Kommentar zum Artikel im Buxtehuder Tageblatt vom 6.11.2013

von Rainer Podbielski

Das Buxtehuder Tageblatt (den Artikel findet Ihr hier) berichtet über die Pläne und Vorgehensweise des NLWKN und des Landkreises Stades. Etwa ein Drittel der Innenstadtfläche soll deshalb mit einem Bau- und weitgehendem Veränderungsverbot belegt werden. Dieses basiert auf den neuesten Auswertungen des NLWKN, das sich im Wesentlichen auf aktuelle Höhenmessungen eines Spezialflugzeuges bezieht, das unsere Region für dieses Vermessungsprojekt überflogen hat.

Und da stellt sich natürlich die Frage, wie wir als Interessengemeinschaft Este dazu stehen. Uns hat weder das Ergebnis noch dessen Bekanntgabe an die Presse überrascht. Außerdem sind wir der Ansicht, dass dieses aber auch gar nichts an der strittigen Situation zum Hochwasserschutz ändert. Aber wir sehen klar die Konzentration des NLWKN und des Landkreises auf einen politischen Durchsetzungs- und Konfrontationskurs, anstatt hier die Belange aller Esteanrainer  jetzt in der Planung zu berücksichtigen.

Zu den Fakten selbst: Die potentiellen Überflutungsflächen in Buxtehude sind größer als gedacht. Nun gut – das glauben wir unbesehen.

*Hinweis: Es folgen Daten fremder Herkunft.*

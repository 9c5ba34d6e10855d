//! Native GeoTIFF reading/writing on top of the `tiff` crate.
//!
//! Understands the tags DEM tiles actually carry: ModelPixelScale +
//! ModelTiepoint for georeferencing, the GeoKey directory for the EPSG code
//! and GDAL_NODATA for the no-data sentinel.

use crate::crs::CRS;
use crate::error::{Error, Result};
use crate::raster::{GeoTransform, Raster, RasterElement};
use std::fs::File;
use std::io::{BufReader, BufWriter, Cursor, Read, Seek, Write};
use std::path::Path;
use tiff::decoder::{Decoder, DecodingResult};
use tiff::encoder::colortype::Gray32Float;
use tiff::encoder::TiffEncoder;
use tiff::tags::Tag;

// The decoder files known tag numbers under their named variants, so
// lookups through `Tag::Unknown(n)` never match.
const MODEL_PIXEL_SCALE: Tag = Tag::ModelPixelScaleTag;
const MODEL_TIEPOINT: Tag = Tag::ModelTiepointTag;
const GEO_KEY_DIRECTORY: Tag = Tag::GeoKeyDirectoryTag;
const GDAL_NODATA: Tag = Tag::GdalNodata;

const GT_MODEL_TYPE: u16 = 1024;
const GT_RASTER_TYPE: u16 = 1025;
const GEOGRAPHIC_TYPE: u16 = 2048;
const PROJECTED_CS_TYPE: u16 = 3072;
const USER_DEFINED: u16 = 32767;

/// Read a single-band GeoTIFF file into a Raster
pub fn read_geotiff<T, P>(path: P) -> Result<Raster<T>>
where
    T: RasterElement,
    P: AsRef<Path>,
{
    let file = File::open(path.as_ref())?;
    decode_geotiff(BufReader::new(file))
}

/// Read a GeoTIFF from an in-memory buffer
pub fn read_geotiff_from_buffer<T>(data: &[u8]) -> Result<Raster<T>>
where
    T: RasterElement,
{
    decode_geotiff(Cursor::new(data))
}

fn tiff_err(context: &str) -> impl Fn(tiff::TiffError) -> Error + '_ {
    move |e| Error::Other(format!("{}: {}", context, e))
}

fn cast_all<S, T>(buf: Vec<S>) -> Vec<T>
where
    S: num_traits::NumCast + Copy,
    T: RasterElement,
{
    buf.into_iter()
        .map(|v| num_traits::cast(v).unwrap_or_else(T::default_nodata))
        .collect()
}

fn decode_geotiff<T, R>(reader: R) -> Result<Raster<T>>
where
    T: RasterElement,
    R: Read + Seek,
{
    let mut decoder = Decoder::new(reader).map_err(tiff_err("TIFF decode error"))?;

    let (width, height) = decoder
        .dimensions()
        .map_err(tiff_err("Cannot read dimensions"))?;
    let rows = height as usize;
    let cols = width as usize;

    let data: Vec<T> = match decoder
        .read_image()
        .map_err(tiff_err("Cannot read image data"))?
    {
        DecodingResult::F32(buf) => cast_all(buf),
        DecodingResult::F64(buf) => cast_all(buf),
        DecodingResult::U8(buf) => cast_all(buf),
        DecodingResult::U16(buf) => cast_all(buf),
        DecodingResult::U32(buf) => cast_all(buf),
        DecodingResult::I8(buf) => cast_all(buf),
        DecodingResult::I16(buf) => cast_all(buf),
        DecodingResult::I32(buf) => cast_all(buf),
        _ => {
            return Err(Error::UnsupportedDataType(
                "unsupported TIFF pixel format".to_string(),
            ))
        }
    };

    // Multi-sample images decode to more values than cells
    if data.len() != rows * cols {
        return Err(Error::InvalidDimensions {
            width: cols,
            height: rows,
        });
    }

    let mut raster = Raster::from_vec(data, rows, cols)?;

    if let Some(transform) = read_geotransform(&mut decoder)? {
        raster.set_transform(transform);
    }
    raster.set_crs(read_epsg(&mut decoder)?.map(CRS::from_epsg));
    raster.set_nodata(read_nodata(&mut decoder)?);

    Ok(raster)
}

/// Origin and cell size from ModelPixelScale + ModelTiepoint.
///
/// `None` when the file carries neither tag; an error when only one is
/// present or either is malformed.
fn read_geotransform<R: Read + Seek>(decoder: &mut Decoder<R>) -> Result<Option<GeoTransform>> {
    let scale = decoder
        .find_tag(MODEL_PIXEL_SCALE)
        .map_err(tiff_err("Cannot read ModelPixelScale"))?;
    let tiepoint = decoder
        .find_tag(MODEL_TIEPOINT)
        .map_err(tiff_err("Cannot read ModelTiepoint"))?;

    let (scale, tiepoint) = match (scale, tiepoint) {
        (None, None) => return Ok(None),
        (Some(scale), Some(tiepoint)) => (
            scale.into_f64_vec().map_err(tiff_err("Invalid ModelPixelScale"))?,
            tiepoint.into_f64_vec().map_err(tiff_err("Invalid ModelTiepoint"))?,
        ),
        _ => {
            return Err(Error::InvalidRaster(
                "GeoTIFF has only one of ModelPixelScale and ModelTiepoint".into(),
            ))
        }
    };

    if scale.len() < 2 || tiepoint.len() < 6 {
        return Err(Error::InvalidRaster(format!(
            "malformed georeferencing: {} scale and {} tiepoint values",
            scale.len(),
            tiepoint.len()
        )));
    }

    // tiepoint: [I, J, K, X, Y, Z], scale: [ScaleX, ScaleY, ScaleZ]
    let origin_x = tiepoint[3] - tiepoint[0] * scale[0];
    let origin_y = tiepoint[4] + tiepoint[1] * scale[1];
    Ok(Some(GeoTransform::new(origin_x, origin_y, scale[0], -scale[1])))
}

fn read_epsg<R: Read + Seek>(decoder: &mut Decoder<R>) -> Result<Option<u32>> {
    let keys = match decoder
        .find_tag(GEO_KEY_DIRECTORY)
        .map_err(tiff_err("Cannot read GeoKeyDirectory"))?
    {
        Some(value) => value.into_u16_vec().map_err(tiff_err("Invalid GeoKeyDirectory"))?,
        None => return Ok(None),
    };
    Ok(parse_geokey_epsg(&keys))
}

/// EPSG code from a GeoKey directory; the projected key wins over the
/// geographic one.
fn parse_geokey_epsg(keys: &[u16]) -> Option<u32> {
    let count = *keys.get(3)? as usize;
    let entries = keys.get(4..4 + count * 4)?;

    let mut projected = None;
    let mut geographic = None;
    for entry in entries.chunks_exact(4) {
        let (key, location, value) = (entry[0], entry[1], entry[3]);
        if location != 0 || value == 0 || value == USER_DEFINED {
            continue;
        }
        match key {
            PROJECTED_CS_TYPE => projected = Some(value as u32),
            GEOGRAPHIC_TYPE => geographic = Some(value as u32),
            _ => {}
        }
    }
    projected.or(geographic)
}

fn read_nodata<T: RasterElement, R: Read + Seek>(decoder: &mut Decoder<R>) -> Result<Option<T>> {
    let text = match decoder
        .find_tag(GDAL_NODATA)
        .map_err(tiff_err("Cannot read GDAL_NODATA"))?
    {
        Some(value) => value.into_string().map_err(tiff_err("Invalid GDAL_NODATA"))?,
        None => return Ok(None),
    };
    let text = text.trim_matches(char::from(0)).trim();
    let value: f64 = text
        .parse()
        .map_err(|_| Error::InvalidRaster(format!("GDAL_NODATA is not a number: {:?}", text)))?;
    Ok(num_traits::cast(value).or_else(|| value.is_nan().then(T::default_nodata)))
}

/// Write a Raster to a GeoTIFF file (32-bit float samples)
pub fn write_geotiff<T, P>(raster: &Raster<T>, path: P) -> Result<()>
where
    T: RasterElement,
    P: AsRef<Path>,
{
    let file = File::create(path.as_ref())?;
    let mut writer = BufWriter::new(file);
    encode_geotiff(raster, &mut writer)?;
    writer.flush()?;
    Ok(())
}

/// Write a Raster to an in-memory GeoTIFF buffer
pub fn write_geotiff_to_buffer<T>(raster: &Raster<T>) -> Result<Vec<u8>>
where
    T: RasterElement,
{
    let mut buf = Vec::new();
    encode_geotiff(raster, Cursor::new(&mut buf))?;
    Ok(buf)
}

fn encode_geotiff<T, W>(raster: &Raster<T>, writer: W) -> Result<()>
where
    T: RasterElement,
    W: Write + Seek,
{
    let mut encoder = TiffEncoder::new(writer).map_err(tiff_err("TIFF encoder error"))?;
    let (rows, cols) = raster.shape();

    let data: Vec<f32> = raster
        .data()
        .iter()
        .map(|&v| {
            if raster.is_nodata(v) {
                f32::NAN
            } else {
                num_traits::cast(v).unwrap_or(f32::NAN)
            }
        })
        .collect();

    let mut image = encoder
        .new_image::<Gray32Float>(cols as u32, rows as u32)
        .map_err(tiff_err("Cannot create TIFF image"))?;

    let gt = raster.transform();
    let scale = [gt.pixel_width, gt.pixel_height.abs(), 0.0];
    image
        .encoder()
        .write_tag(MODEL_PIXEL_SCALE, &scale[..])
        .map_err(tiff_err("Cannot write scale tag"))?;

    let tiepoint = [0.0, 0.0, 0.0, gt.origin_x, gt.origin_y, 0.0];
    image
        .encoder()
        .write_tag(MODEL_TIEPOINT, &tiepoint[..])
        .map_err(tiff_err("Cannot write tiepoint tag"))?;

    let geokeys = geokey_directory(raster.crs());
    image
        .encoder()
        .write_tag(GEO_KEY_DIRECTORY, &geokeys[..])
        .map_err(tiff_err("Cannot write geokey tag"))?;

    // Cells written as NaN are no-data in the output file
    if raster.nodata().is_some() {
        image
            .encoder()
            .write_tag(GDAL_NODATA, "nan")
            .map_err(tiff_err("Cannot write nodata tag"))?;
    }

    image
        .write_data(&data)
        .map_err(tiff_err("Cannot write image data"))?;

    Ok(())
}

fn geokey_directory(crs: Option<&CRS>) -> Vec<u16> {
    let epsg = crs.and_then(CRS::epsg).and_then(|code| u16::try_from(code).ok());
    let geographic = crs.is_some_and(CRS::is_geographic);

    let mut keys: Vec<[u16; 4]> = vec![
        // ModelTypeProjected = 1, ModelTypeGeographic = 2
        [GT_MODEL_TYPE, 0, 1, if geographic { 2 } else { 1 }],
        // RasterPixelIsArea
        [GT_RASTER_TYPE, 0, 1, 1],
    ];
    if let Some(code) = epsg {
        let key = if geographic { GEOGRAPHIC_TYPE } else { PROJECTED_CS_TYPE };
        keys.push([key, 0, 1, code]);
    }

    let mut directory = vec![1, 1, 0, keys.len() as u16];
    directory.extend(keys.into_iter().flatten());
    directory
}

#[cfg(test)]
mod tests {
    use super::*;

    fn sample_dem() -> Raster<f64> {
        let mut raster = Raster::from_vec(
            vec![2600.0, 2580.5, 2571.0, -9999.0, 2550.25, 2549.0],
            2,
            3,
        )
        .unwrap();
        raster.set_transform(GeoTransform::new(580_000.0, 520_000.0, 30.0, -30.0));
        raster.set_crs(Some(CRS::utm(18, true)));
        raster.set_nodata(Some(-9999.0));
        raster
    }

    #[test]
    fn test_buffer_roundtrip_keeps_georeferencing() {
        let buf = write_geotiff_to_buffer(&sample_dem()).unwrap();
        let back: Raster<f64> = read_geotiff_from_buffer(&buf).unwrap();

        assert_eq!(back.shape(), (2, 3));
        assert_eq!(back.transform(), &GeoTransform::new(580_000.0, 520_000.0, 30.0, -30.0));
        assert_eq!(back.crs().and_then(CRS::epsg), Some(32618));
        assert_eq!(back.get(0, 1).unwrap(), 2580.5);
        // sentinel was written as NaN with a NaN nodata tag
        assert!(back.get(1, 0).unwrap().is_nan());
        assert!(back.nodata().is_some_and(f64::is_nan));
    }

    #[test]
    fn test_file_roundtrip_geographic() {
        let dir = tempfile::tempdir().unwrap();
        let path = dir.path().join("dem.tif");

        let mut dem = sample_dem();
        dem.set_transform(GeoTransform::new(-74.2, 4.7, 1.0 / 1200.0, -1.0 / 1200.0));
        dem.set_crs(Some(CRS::wgs84()));
        write_geotiff(&dem, &path).unwrap();

        let back: Raster<f64> = read_geotiff(&path).unwrap();
        assert_eq!(back.crs().and_then(CRS::epsg), Some(4326));
        assert!((back.transform().origin_x + 74.2).abs() < 1e-9);
    }

    /// Single-pixel float TIFF with only the given tags attached
    fn tiff_with_tags(tags: &[(Tag, &[f64])], nodata: Option<&str>) -> Vec<u8> {
        let mut buf = Vec::new();
        let mut encoder = TiffEncoder::new(Cursor::new(&mut buf)).unwrap();
        let mut image = encoder.new_image::<Gray32Float>(1, 1).unwrap();
        for (tag, values) in tags {
            image.encoder().write_tag(*tag, *values).unwrap();
        }
        if let Some(text) = nodata {
            image.encoder().write_tag(GDAL_NODATA, text).unwrap();
        }
        image.write_data(&[1.0f32]).unwrap();
        buf
    }

    #[test]
    fn test_roundtrip_keeps_cell_size_and_nodata() {
        let mut dem = sample_dem();
        dem.set_transform(GeoTransform::new(500_000.0, 4_000_500.0, 10.0, -10.0));
        let buf = write_geotiff_to_buffer(&dem).unwrap();
        let back: Raster<f64> = read_geotiff_from_buffer(&buf).unwrap();

        assert_eq!(back.transform().cell_dimensions(), (10.0, 10.0));
        assert_eq!(back.transform().origin_y, 4_000_500.0);
        assert!(back.nodata().is_some());
    }

    #[test]
    fn test_scale_without_tiepoint_is_rejected() {
        let buf = tiff_with_tags(&[(MODEL_PIXEL_SCALE, &[30.0, 30.0, 0.0])], None);
        let err = read_geotiff_from_buffer::<f64>(&buf).unwrap_err();
        assert!(matches!(err, Error::InvalidRaster(_)));
    }

    #[test]
    fn test_short_tiepoint_is_rejected() {
        let buf = tiff_with_tags(
            &[(MODEL_PIXEL_SCALE, &[30.0, 30.0, 0.0]), (MODEL_TIEPOINT, &[0.0, 0.0, 0.0])],
            None,
        );
        assert!(read_geotiff_from_buffer::<f64>(&buf).is_err());
    }

    #[test]
    fn test_plain_tiff_has_no_georeferencing() {
        let buf = tiff_with_tags(&[], None);
        let back: Raster<f64> = read_geotiff_from_buffer(&buf).unwrap();
        assert!(back.crs().is_none());
        assert!(back.nodata().is_none());
        assert_eq!(back.get(0, 0).unwrap(), 1.0);
    }

    #[test]
    fn test_numeric_nodata_tag_is_applied() {
        let buf = tiff_with_tags(&[], Some("-9999"));
        let back: Raster<f64> = read_geotiff_from_buffer(&buf).unwrap();
        assert_eq!(back.nodata(), Some(-9999.0));

        let garbled = tiff_with_tags(&[], Some("none"));
        assert!(read_geotiff_from_buffer::<f64>(&garbled).is_err());
    }

    #[test]
    fn test_u8_roundtrip() {
        let mut codes: Raster<u8> = Raster::from_vec(vec![1, 7, 8, 0], 2, 2).unwrap();
        codes.set_nodata(Some(0));
        let buf = write_geotiff_to_buffer(&codes).unwrap();
        let back: Raster<u8> = read_geotiff_from_buffer(&buf).unwrap();
        assert_eq!(back.data().iter().copied().collect::<Vec<_>>(), vec![1, 7, 8, 0]);
    }

    #[test]
    fn test_parse_geokeys_prefers_projected() {
        let keys = [1, 1, 0, 3, 1024, 0, 1, 1, 2048, 0, 1, 4326, 3072, 0, 1, 32618];
        assert_eq!(parse_geokey_epsg(&keys), Some(32618));
        let user_defined = [1, 1, 0, 1, 3072, 0, 1, 32767];
        assert_eq!(parse_geokey_epsg(&user_defined), None);
        assert_eq!(parse_geokey_epsg(&[1, 1]), None);
    }
}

Wir als Anrainer der Untereste sind erst recht mit einer kompletten planmäßigen Überflutung als Hochwasserpolder konfrontiert. Das ist genauso Fakt. Genauso, wie wir einen Hochwasserschutz für die Buxtehuder Bürger wünschen, fordern wir für dasselbe auch für uns. Für die Verhängung des Bauverbotes gibt es auch Ermessensspielräume. Das Wasserhaushaltsgesetz will zu Recht verhindern, dass neue Siedlungen in Überflutungsräumen entstehen – so wie einst in Horneburg – die  dann sofort bei Hochwassersituationen absaufen. Hier kann man mit Bauverboten die entsprechenden Gemeinden in die Pflicht nehmen. Die Entwicklung ganzer Innenstädte pauschal zu unterbinden  ist eine andere Sache. Hier geht es anscheinend nicht nur um die Sachentscheidung, sondern darum, politischen Druck auf die Stadt Buxtehude und alle betroffenen Esteanrainer auszuüben. Dabei wird geflissentlich verschwiegen, dass die Minideiche und Wandkonstruktionen ebenfalls Bauverbote in einem 50 Meter breiten Gürtel beiderseits der Este nach sich ziehen werden. Nein, hier wird nicht nach der technisch besten und effektivsten Lösung gesucht, die sowohl Buxtehude als auch alle Esteanrainer schützt. Hier wird einseitige Politik zu Lasten aller Esteanrainer gemacht. Und wozu das Ganze? Welches Interesse treibt die Verantwortlichen in Stade und Buxtehude, so eklatant gegen Bürgerinteressen zu verstoßen – ja, sogar das Absaufen ganzer Estedörfer im Alten Land in Kauf zu nehmen? Nur die finanziellen Fehlanreize aus den Küstenschutzmitteln? Oder die Unfähigkeit, einen Querdamm mit Rückhaltung im Estetal zu planen? Oder Eitelkeit der Behörden, die es vielleicht immer besser wissen wollen? Dabei ist ihnen, wie sie selbst zugeben, die Situation an der Untereste vollkommen entgangen? Wir wissen es nicht. Es ist unerfindlich, zumal bereits extrem viele Rückhaltebecken in Deutschland  gebaut wurden und gerade jetzt immer mehr Hochwasserrückhaltungen in Planung sind. Warum nicht hier bei uns im Estetal? Warum wird die ehemals offizielle amtliche Lösung schlecht gerechnet und verworfen?

Da mag sich jeder seine eigene Meinung zu bilden. Ganz egal, welche Motivation wir vermuten – es ist immer ein Armutszeugnis des NLWKN und der Politik, wenn man zum Schutz der einer Gruppe eine andere erst recht absaufen lässt – und das höchstwahrscheinlich sogar rechtswidrig.